When Does Maritime Law Apply?

Perhaps most obviously, maritime law applies to events that occur on high seas—in other words, accidents that happen beyond the territorial waters of any country. Furthermore, maritime law applies to the territorial sea, which are waters within 12 miles of the shore.

However, the law’s applicability becomes less clear further inland. Early in the United States’ history, maritime law did not apply to incidents that occurred within the “body of the country” and therefore excluded incidents involving the Great Lakes and nontidal inland waterways. However, throughout the 19th century, this exclusion eroded away.

Maritime law is now applied to “navigable waters.” A waterway is deemed navigable if by itself, or by uniting with other waters, it can serve as a “continued highway over which commerce is or may be carried on with other States or foreign countries.” Consequently, if a body of water is completely landlocked within a single state, then it is not navigable for purposes of admiralty jurisdiction.

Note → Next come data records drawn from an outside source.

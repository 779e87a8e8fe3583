//! XML parsing capability used by the feed parser.
//!
//! Feed mapping code never talks to an XML library directly. It asks an
//! [`XmlParser`] for an [`XmlNode`] tree and walks that. [`QuickXmlParser`]
//! is the stock implementation, built on `quick-xml`'s pull reader.
//!
//! Element and attribute names are stored by local name. Each element also
//! keeps the namespace URI its prefix (or the default namespace) resolves to,
//! so `<media:title>` and `<title>` stay distinguishable: both are named
//! `title`, only one has [`XmlNode::namespace`] set to the Media RSS URI.

use crate::error::FeedError;
use quick_xml::escape::unescape;
use quick_xml::events::{BytesStart, Event};
use quick_xml::name::{Namespace, ResolveResult};
use quick_xml::reader::NsReader;

/// Something that can turn XML text into a node tree.
pub trait XmlParser {
    /// Parse a whole document and return its root element.
    fn parse(&self, xml: &str) -> Result<XmlNode, FeedError>;
}

/// One element of a parsed document.
#[derive(Debug, Clone, Default, PartialEq, Eq)]
pub struct XmlNode {
    /// Local name of the element.
    pub name: String,
    /// Namespace URI the element's name resolves to; `None` when unbound.
    ///
    /// A prefix with no declaration in scope is kept as `"prefix:"` so the
    /// element is still told apart from unprefixed ones.
    pub namespace: Option<String>,
    /// Attributes in document order, keyed by local name.
    pub attributes: Vec<(String, String)>,
    pub children: Vec<XmlChild>,
}

/// Content of an element.
#[derive(Debug, Clone, PartialEq, Eq)]
pub enum XmlChild {
    Element(XmlNode),
    Text(String),
}

impl XmlNode {
    pub fn new(name: impl Into<String>) -> Self {
        Self {
            name: name.into(),
            ..Self::default()
        }
    }

    /// Value of the attribute with the given local name.
    pub fn attr(&self, name: &str) -> Option<&str> {
        self.attributes
            .iter()
            .find(|(key, _)| key == name)
            .map(|(_, value)| value.as_str())
    }

    /// Direct child elements, in document order.
    pub fn elements(&self) -> impl Iterator<Item = &XmlNode> {
        self.children.iter().filter_map(|child| match child {
            XmlChild::Element(node) => Some(node),
            XmlChild::Text(_) => None,
        })
    }

    /// First direct child element with the given local name.
    pub fn child(&self, name: &str) -> Option<&XmlNode> {
        self.elements().find(|node| node.name == name)
    }

    /// True when the element is in one of `namespaces`; `None` in the list
    /// stands for "no namespace".
    pub fn in_namespace(&self, namespaces: &[Option<&str>]) -> bool {
        namespaces.contains(&self.namespace.as_deref())
    }

    /// Concatenated text of this element and all of its descendants.
    pub fn text(&self) -> String {
        let mut out = String::new();
        self.collect_text(&mut out);
        out
    }

    fn collect_text(&self, out: &mut String) {
        for child in &self.children {
            match child {
                XmlChild::Text(text) => out.push_str(text),
                XmlChild::Element(node) => node.collect_text(out),
            }
        }
    }

    /// Descendants whose local name is one of `names`, in document order.
    ///
    /// The search does not continue inside a matching element.
    pub fn find_all<'a>(&'a self, names: &[&str]) -> Vec<&'a XmlNode> {
        let mut found = Vec::new();
        self.find_into(names, &mut found);
        found
    }

    fn find_into<'a>(&'a self, names: &[&str], found: &mut Vec<&'a XmlNode>) {
        for node in self.elements() {
            if names.contains(&node.name.as_str()) {
                found.push(node);
            } else {
                node.find_into(names, found);
            }
        }
    }
}

/// [`XmlParser`] backed by `quick-xml`.
#[derive(Debug, Clone, Copy, Default)]
pub struct QuickXmlParser;

impl XmlParser for QuickXmlParser {
    fn parse(&self, xml: &str) -> Result<XmlNode, FeedError> {
        let mut reader = NsReader::from_str(xml);
        let mut tree = TreeBuilder::default();

        loop {
            let (resolved, event) = reader.read_resolved_event()?;
            match event {
                Event::Start(start) => tree.open(element(&start, resolved)?),
                Event::Empty(start) => tree.attach(element(&start, resolved)?)?,
                Event::End(end) => {
                    let name = String::from_utf8_lossy(end.local_name().as_ref()).into_owned();
                    tree.close(name)?;
                }
                Event::Text(text) => {
                    let raw = String::from_utf8_lossy(&text);
                    let value = unescape(&raw)
                        .map(|v| v.into_owned())
                        .unwrap_or_else(|_| raw.clone().into_owned());
                    tree.text(value)?;
                }
                Event::CData(data) => {
                    tree.text(String::from_utf8_lossy(&data).into_owned())?;
                }
                Event::GeneralRef(entity) => {
                    let reference = format!("&{};", String::from_utf8_lossy(&entity));
                    // Undeclared entities (HTML's &nbsp; and friends) are kept
                    // verbatim for the markup stripper to decode.
                    let value = unescape(&reference)
                        .map(|v| v.into_owned())
                        .unwrap_or(reference);
                    tree.text(value)?;
                }
                Event::Eof => break,
                _ => {}
            }
        }

        tree.finish()
    }
}

fn namespace_of(resolved: ResolveResult<'_>) -> Option<String> {
    match resolved {
        ResolveResult::Unbound => None,
        ResolveResult::Bound(Namespace(uri)) => Some(String::from_utf8_lossy(uri).into_owned()),
        ResolveResult::Unknown(prefix) => Some(format!("{}:", String::from_utf8_lossy(&prefix))),
    }
}

fn element(start: &BytesStart<'_>, resolved: ResolveResult<'_>) -> Result<XmlNode, FeedError> {
    let mut node = XmlNode::new(String::from_utf8_lossy(start.local_name().as_ref()));
    node.namespace = namespace_of(resolved);
    for attr in start.attributes() {
        let attr = attr?;
        let key = String::from_utf8_lossy(attr.key.local_name().as_ref()).into_owned();
        let value = attr
            .unescape_value()
            .map(|v| v.into_owned())
            .unwrap_or_else(|_| String::from_utf8_lossy(&attr.value).into_owned());
        node.attributes.push((key, value));
    }
    Ok(node)
}

#[derive(Default)]
struct TreeBuilder {
    open: Vec<XmlNode>,
    root: Option<XmlNode>,
}

impl TreeBuilder {
    fn open(&mut self, node: XmlNode) {
        self.open.push(node);
    }

    fn close(&mut self, name: String) -> Result<(), FeedError> {
        match self.open.pop() {
            Some(node) if node.name == name => self.attach(node),
            Some(node) => Err(FeedError::UnclosedElement(node.name)),
            None => Err(FeedError::UnmatchedEnd(name)),
        }
    }

    fn attach(&mut self, node: XmlNode) -> Result<(), FeedError> {
        if let Some(parent) = self.open.last_mut() {
            parent.children.push(XmlChild::Element(node));
            Ok(())
        } else if self.root.is_none() {
            self.root = Some(node);
            Ok(())
        } else {
            Err(FeedError::OutsideRoot)
        }
    }

    fn text(&mut self, text: String) -> Result<(), FeedError> {
        match self.open.last_mut() {
            Some(parent) => {
                // Adjacent text and entity events belong to one run.
                if let Some(XmlChild::Text(last)) = parent.children.last_mut() {
                    last.push_str(&text);
                } else {
                    parent.children.push(XmlChild::Text(text));
                }
                Ok(())
            }
            None if text.trim().is_empty() => Ok(()),
            None => Err(FeedError::OutsideRoot),
        }
    }

    fn finish(mut self) -> Result<XmlNode, FeedError> {
        if let Some(node) = self.open.pop() {
            return Err(FeedError::UnclosedElement(node.name));
        }
        self.root.ok_or(FeedError::MissingRoot)
    }
}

However, a body of water doesn’t need to flow between states to be deemed navigable. A body of water may be deemed navigable if it is a link in a chain of bodies of water that can be used to service interstate commerce. Ultimately, the test is that the commerce of one state must be capable of being carried into another state or a foreign country. Once this test has been passed, it is likely that maritime law will be applicable, even if it is a recreational vessel.

Incidents That Require Texas Maritime Accident Attorneys

Houston maritime injury attorneys exist to help injured seamen or dock workers get the compensation they need to recover from serious injuries and afford long-term medical costs that occurred offshore. That includes any accidents that occur on "navigable waters" (rivers and ocean) and in harbors or docks.

Our maritime lawyers have represented clients who were injured in:

One notable aspect of maritime accidents is that they're often devastating. Offshore oil rig explosions cause significant damages, vessel collisions are frequently catastrophic, and oil platforms can unfairly change the lives of workers. Maritime lawyers fight to help workers recover the compensation they deserve, whether they're suffering after a major explosion or have injuries caused by unsafe working conditions.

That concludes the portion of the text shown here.